Fallait-il voter malgré tout ? Ou reporter ces élections ? Plus que les succès des uns et que les échecs des autres, la question était dimanche soir au cœur de tous les commentaires. Samedi, le passage au stade 3 de la riposte sanitaire contre l’épidémie a déclenché un tir de barrage de nombreux responsables politiques, réclamant la fermeture des bureaux de vote pour raison sanitaire. Trop tard. Au moins pour le premier tour.
«Organisation possible»
A mesure que le Covid-19 accélérait sa progression, la question du report des municipales s'est posée avec de plus en plus d'acuité pour le couple exécutif. A deux reprises, il a fini par y répondre par l'affirmative. Une première fois jeudi, quand Emmanuel Macron a annoncé au pays la fermeture «jusqu'à nouvel ordre» de tous les établissements scolaires. Et de nouveau samedi, quand Edouard Philippe a décrété la fermeture immédiate des restaurants, bars, discothèques et cinémas. Jeudi, le chef de l'Etat avait été formel : «J'ai interrogé les scientifiques sur nos élections municipales. Ils considèrent que rien ne s'oppose à ce que les Français, même les plus vulnérables, se rendent aux urnes.» Le Premier ministre a tenu le même discours samedi : «Nous avons à nouveau sollicité le conseil scientifique au regard des dernières évolutions de l'épidémie. Ils nous ont confirmé que le premier tour pouvait se dérouler demain en respectant strictement les consignes de distanciation et de priorisation des personnes âgées et des personnes fragiles.»
Installé le 12 mars et présidé par le professeur de médecine Jean-François Delfraissy, le conseil scientifique est composé de dix experts, parmi lesquels des infectiologues, un virologue, un épidémiologiste et un médecin généraliste. Une synthèse des travaux de ce conseil devrait être rendue publique ce lundi. Si ces spécialistes ont considéré que l’organisation du scrutin était «possible», il ne leur appartenait pas de dire si elle était souhaitable. Sur cette question, Macron a apparemment hésité. L’hypothèse du report lui a en tout cas paru suffisamment sérieuse pour qu’il consulte à ce sujet une grande partie des responsables politiques avant de s’adresser aux Français jeudi. S’il n’a jamais fait aucun doute qu’il avait longuement appelé le président LR du Sénat, Gérard Larcher, le patron du PS, Olivier Faure, a fait savoir dimanche qu’il n’avait plus eu de contact avec l’exécutif après la réunion à Matignon jeudi matin. La consultation présidentielle s’est soldée sur un verdict sans appel. Furieux, le chef de LR, Christian Jacob (qui a depuis été testé positif au Covid-19), a soupçonné le gouvernement de vouloir «utiliser la crise sanitaire pour éviter une débâcle électorale». Ce serait un «coup d’Etat», s’est-il indigné, à l’unisson de la députée LFI Danielle Simonnet, très remontée contre ce «coup de force anticonstitutionnel».
«Gestion erratique»
Cette fin de non-recevoir et cette union nationale impossible imposaient le maintien des municipales. Samedi, après l'annonce des nouvelles mesures sanitaires, plusieurs maires sortants et pas moins de six présidents de région - dont Xavier Bertrand (Hauts-de-France) et Valérie Pécresse (Ile-de-France) - ont appelé à un report du scrutin. Tout comme le PS, pour qui la «gestion erratique» de la crise «crée les conditions d'une remise en cause du rendez-vous démocratique».

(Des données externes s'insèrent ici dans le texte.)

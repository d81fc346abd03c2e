use crate::engine::buffer_reader::BufferReader;
use crate::engine::buffer_writer::BufferWriter;
use crate::engine::collection_index::CollectionIndex;
use crate::engine::pages::{BasePage, PageType};
use crate::engine::utils::{PartialBorrower, PartialRefMut};
use crate::engine::{
    DirtyFlag, PAGE_FREE_LIST_SLOTS, PAGE_HEADER_SIZE, PAGE_SIZE, Page, PageBuffer,
};
use crate::{Error, Result};
use std::collections::HashMap;
use std::ops::{Deref, DerefMut};

const P_INDEXES: usize = 96; // 96-8192 (64 + 32 header = 96)
const P_INDEXES_COUNT: usize = PAGE_SIZE - P_INDEXES;

pub(crate) type FreeDataPageList = [u32; PAGE_FREE_LIST_SLOTS];
pub(crate) struct CollectionIndexes(HashMap<String, Box<CollectionIndex>>);
pub(crate) struct CollectionIndexesMut<'a>(&'a mut CollectionIndexes, &'a DirtyFlag);
pub(crate) struct CollectionIndexesPartialBorrow<'a>(
    PartialBorrower<&'a mut CollectionIndexes, &'a str>,
    &'a DirtyFlag,
);
pub(crate) type CollectionIndexRef<'a> = PartialRefMut<&'a mut CollectionIndex, &'a str>;

// all fields are accessed by snapshot for partial borrowing
pub(crate) struct CollectionPage {
    pub base: BasePage, // for Dirty flag, temporary

    pub free_data_page_list: FreeDataPageList,
    pub indexes: CollectionIndexes,
}

impl CollectionPage {
    pub fn new(buffer: Box<PageBuffer>, page_id: u32) -> Self {
        let base = BasePage::new(buffer, page_id, PageType::Collection);
        let free_data_page_list = [u32::MAX; PAGE_FREE_LIST_SLOTS];

        Self {
            base,
            free_data_page_list,
            indexes: CollectionIndexes(HashMap::new()),
        }
    }

    pub fn load(buffer: Box<PageBuffer>) -> Result<Self> {
        let base = BasePage::load(buffer)?;
        let mut free_data_page_list = [u32::MAX; PAGE_FREE_LIST_SLOTS];
        let mut indexes = HashMap::new();

        if base.page_type() != PageType::Collection {
            return Err(Error::invalid_page_type(PageType::Collection, base));
        }

        let area = base
            .buffer()
            .slice(PAGE_HEADER_SIZE, PAGE_SIZE - PAGE_HEADER_SIZE);
        let mut reader = BufferReader::single(area);

        for item in free_data_page_list.iter_mut() {
            *item = reader.read_u32();
        }

        reader.skip(P_INDEXES - PAGE_HEADER_SIZE - reader.position());

        let count = reader.read_u8().into();

        for _ in 0..count {
            let index = CollectionIndex::load(&mut reader)?;
            indexes.insert(index.name().to_string(), Box::new(index));
        }

        Ok(Self {
            base,
            free_data_page_list,
            indexes: CollectionIndexes(indexes),
        })
    }

    pub fn update_buffer(&mut self) -> &PageBuffer {
        if self.page_type() == PageType::Empty {
            return self.base.update_buffer();
        }
        let buffer = self
            .base
            .buffer_mut()
            .slice_mut(PAGE_HEADER_SIZE, PAGE_SIZE - PAGE_HEADER_SIZE);
        let mut writer = BufferWriter::single(buffer);

        for i in 0..PAGE_FREE_LIST_SLOTS {
            writer.write_u32(self.free_data_page_list[i]);
        }

        writer.skip(P_INDEXES - PAGE_HEADER_SIZE - writer.position());

        writer.write_u8(self.indexes.len() as u8);

        for index in self.indexes.values() {
            index.update_buffer(&mut writer);
        }

        self.base.update_buffer()
    }

    pub fn pk_index(&self) -> &CollectionIndex {
        self.indexes.pk_index()
    }

    pub fn get_collection_index(&self, name: &str) -> Option<&CollectionIndex> {
        self.indexes.get(name).map(Box::as_ref)
    }

    pub fn get_collection_index_mut(&mut self, name: &str) -> Option<&mut CollectionIndex> {
        self.indexes.0.get_mut(name).map(Box::as_mut)
    }

    pub fn get_collection_indexes(&self) -> impl Iterator<Item = &CollectionIndex> {
        self.indexes.values().map(Box::as_ref)
    }
}

impl CollectionIndexes {
    pub fn get_collection_indexes_slots(&self) -> Vec<Option<&CollectionIndex>> {
        let len = self
            .values()
            .map(|x| x.slot())
            .max()
            .map(|x| x as usize + 1)
            .unwrap_or(0);
        let mut indexes = vec![None; len];

        for index in self.values() {
            indexes[index.slot() as usize] = Some(&**index);
        }

        indexes
    }

    pub fn get_collection_indexes_slots_mut(&mut self) -> Vec<Option<&mut CollectionIndex>> {
        let len = self
            .values()
            .map(|x| x.slot())
            .max()
            .map(|x| x as usize + 1)
            .unwrap_or(0);
        let mut indexes = vec![];
        indexes.resize_with(len, || None);

        for index in self.0.values_mut() {
            let slot = index.slot();
            indexes[slot as usize] = Some(&mut **index);
        }

        indexes
    }

    fn insert_collection_index(
        &mut self,
        name: &str,
        expr: &str,
        unique: bool,
        dirty: &DirtyFlag,
    ) -> Result<&mut CollectionIndex> {
        let total_length = 1
            + self
                .values()
                .map(Box::as_ref)
                .map(CollectionIndex::get_length)
                .sum::<usize>()
            + CollectionIndex::get_length_static(name, expr);

        if self.len() == 255 || total_length >= P_INDEXES_COUNT {
            return Err(Error::collection_index_limit_reached());
        }

        let next_slot = self
            .values()
            .map(|x| x.slot())
            .max()
            .map(|x| x as usize + 1)
            .unwrap_or(0) as u8;

        let index = CollectionIndex::new(next_slot, 0, name.into(), expr.to_string(), unique);

        let result = self
            .0
            .entry(name.into())
            .insert_entry(Box::new(index))
            .into_mut();
        dirty.set();

        Ok(result)
    }
}

impl CollectionPage {
    pub fn get_collection_indexes_slots(&self) -> Vec<Option<&CollectionIndex>> {
        self.indexes.get_collection_indexes_slots()
    }

    pub fn insert_collection_index(
        &mut self,
        name: &str,
        expr: &str,
        unique: bool,
    ) -> Result<&mut CollectionIndex> {
        let dirty = self.base.dirty_flag();
        self.indexes.insert_collection_index(name, expr, unique, dirty)
    }

    pub fn update_collection_index(&mut self, name: &str) -> &mut CollectionIndex {
        self.set_dirty();
        self.indexes.0.get_mut(name).unwrap()
    }

    pub fn delete_collection_index(&mut self, name: &str) {
        self.indexes.0.remove(name);
        self.base.set_dirty();
    }
}

impl Deref for CollectionPage {
    type Target = BasePage;

    fn deref(&self) -> &Self::Target {
        &self.base
    }
}

impl DerefMut for CollectionPage {
    fn deref_mut(&mut self) -> &mut Self::Target {
        &mut self.base
    }
}

impl AsRef<BasePage> for CollectionPage {
    fn as_ref(&self) -> &BasePage {
        &self.base
    }
}

impl AsMut<BasePage> for CollectionPage {
    fn as_mut(&mut self) -> &mut BasePage {
        &mut self.base
    }
}

impl Page for CollectionPage {
    fn load(buffer: Box<PageBuffer>) -> Result<Self> {
        Self::load(buffer)
    }

    fn new(buffer: Box<PageBuffer>, page_id: u32) -> Self {
        Self::new(buffer, page_id)
    }

    fn update_buffer(&mut self) -> &PageBuffer {
        self.update_buffer()
    }

    fn into_base(self: Box<Self>) -> BasePage {
        self.base
    }
}

impl CollectionIndexes {
    pub(crate) fn pk_index(&self) -> &CollectionIndex {
        &self["_id"]
    }
}

impl<'a> CollectionIndexesMut<'a> {
    pub fn new(indexes: &'a mut CollectionIndexes, dirty: &'a DirtyFlag) -> Self {
        Self(indexes, dirty)
    }

    pub fn insert_collection_index(
        &mut self,
        name: &str,
        expr: &str,
        unique: bool,
    ) -> Result<&mut CollectionIndex> {
        self.0.insert_collection_index(name, expr, unique, self.1)
    }

    pub fn delete_collection_index(&mut self, name: &str) {
        self.0.0.remove(name);
        self.1.set();
    }

    pub fn partial_borrow(&'a mut self) -> CollectionIndexesPartialBorrow<'a> {
        CollectionIndexesPartialBorrow(PartialBorrower::new(self.0), self.1)
    }
}

impl Deref for CollectionIndexes {
    type Target = HashMap<String, Box<CollectionIndex>>;

    fn deref(&self) -> &Self::Target {
        &self.0
    }
}

impl Deref for CollectionIndexesMut<'_> {
    type Target = CollectionIndexes;

    fn deref(&self) -> &Self::Target {
        self.0
    }
}

impl DerefMut for CollectionIndexesMut<'_> {
    fn deref_mut(&mut self) -> &mut Self::Target {
        self.0
    }
}

impl<'a> CollectionIndexesPartialBorrow<'a> {
    pub fn new(indexes: &'a mut CollectionIndexes, dirty: &'a DirtyFlag) -> Self {
        Self(PartialBorrower::new(indexes), dirty)
    }

    pub fn insert_collection_index(
        &mut self,
        name: &'a str,
        expr: &str,
        unique: bool,
    ) -> Result<CollectionIndexRef<'a>> {
        unsafe {
            self.0.try_get_borrow(name, |target, _| {
                target.insert_collection_index(name, expr, unique, self.1)
            })
        }
    }

    pub fn get(&mut self, name: &'a str) -> Option<CollectionIndexRef<'a>> {
        unsafe {
            self.0
                .try_get_borrow(name, |target, &key| {
                    target.0.get_mut(key).map(Box::as_mut).ok_or(())
                })
                .ok()
        }
    }

    pub(crate) fn pk_index(&mut self) -> CollectionIndexRef<'a> {
        self.get("_id").unwrap()
    }
}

Au sommet de l’Etat, on assure au contraire avoir «anticipé» les réponses à la crise. On s’est étonné que ceux qui criaient au «coup d’Etat» jeudi réclament in extremis le report du scrutin. Le président du Sénat, Gérard Larcher, justifie ce revirement : «Si la décision de passer au stade 3 avait été prise jeudi, la question du report aurait été justifiée. Mais il n’en était alors pas question.» A la sortie de son bureau de vote du Touquet, Emmanuel Macron a répliqué : «Je pense qu’il est important de voter dans ces moments-là. Je suis garant de la sécurité, de la santé de nos concitoyens, mais également de la vie démocratique de notre pays. On va continuer à sortir pour aller faire ses courses.» Soit exactement l’argument du président LR de la commission des finances, Eric Woerth, jeudi. «Faire la queue dans un supermarché, ce n’est pas tellement différent de faire la queue devant un isoloir», disait-il alors. Dimanche soir, on était plutôt soulagé par le taux de participation, faible mais pas catastrophique. Comme si, en se mobilisant à un niveau comparable à celui d’un scrutin législatif, les électeurs avaient - en partie - approuvé le maintien des municipales.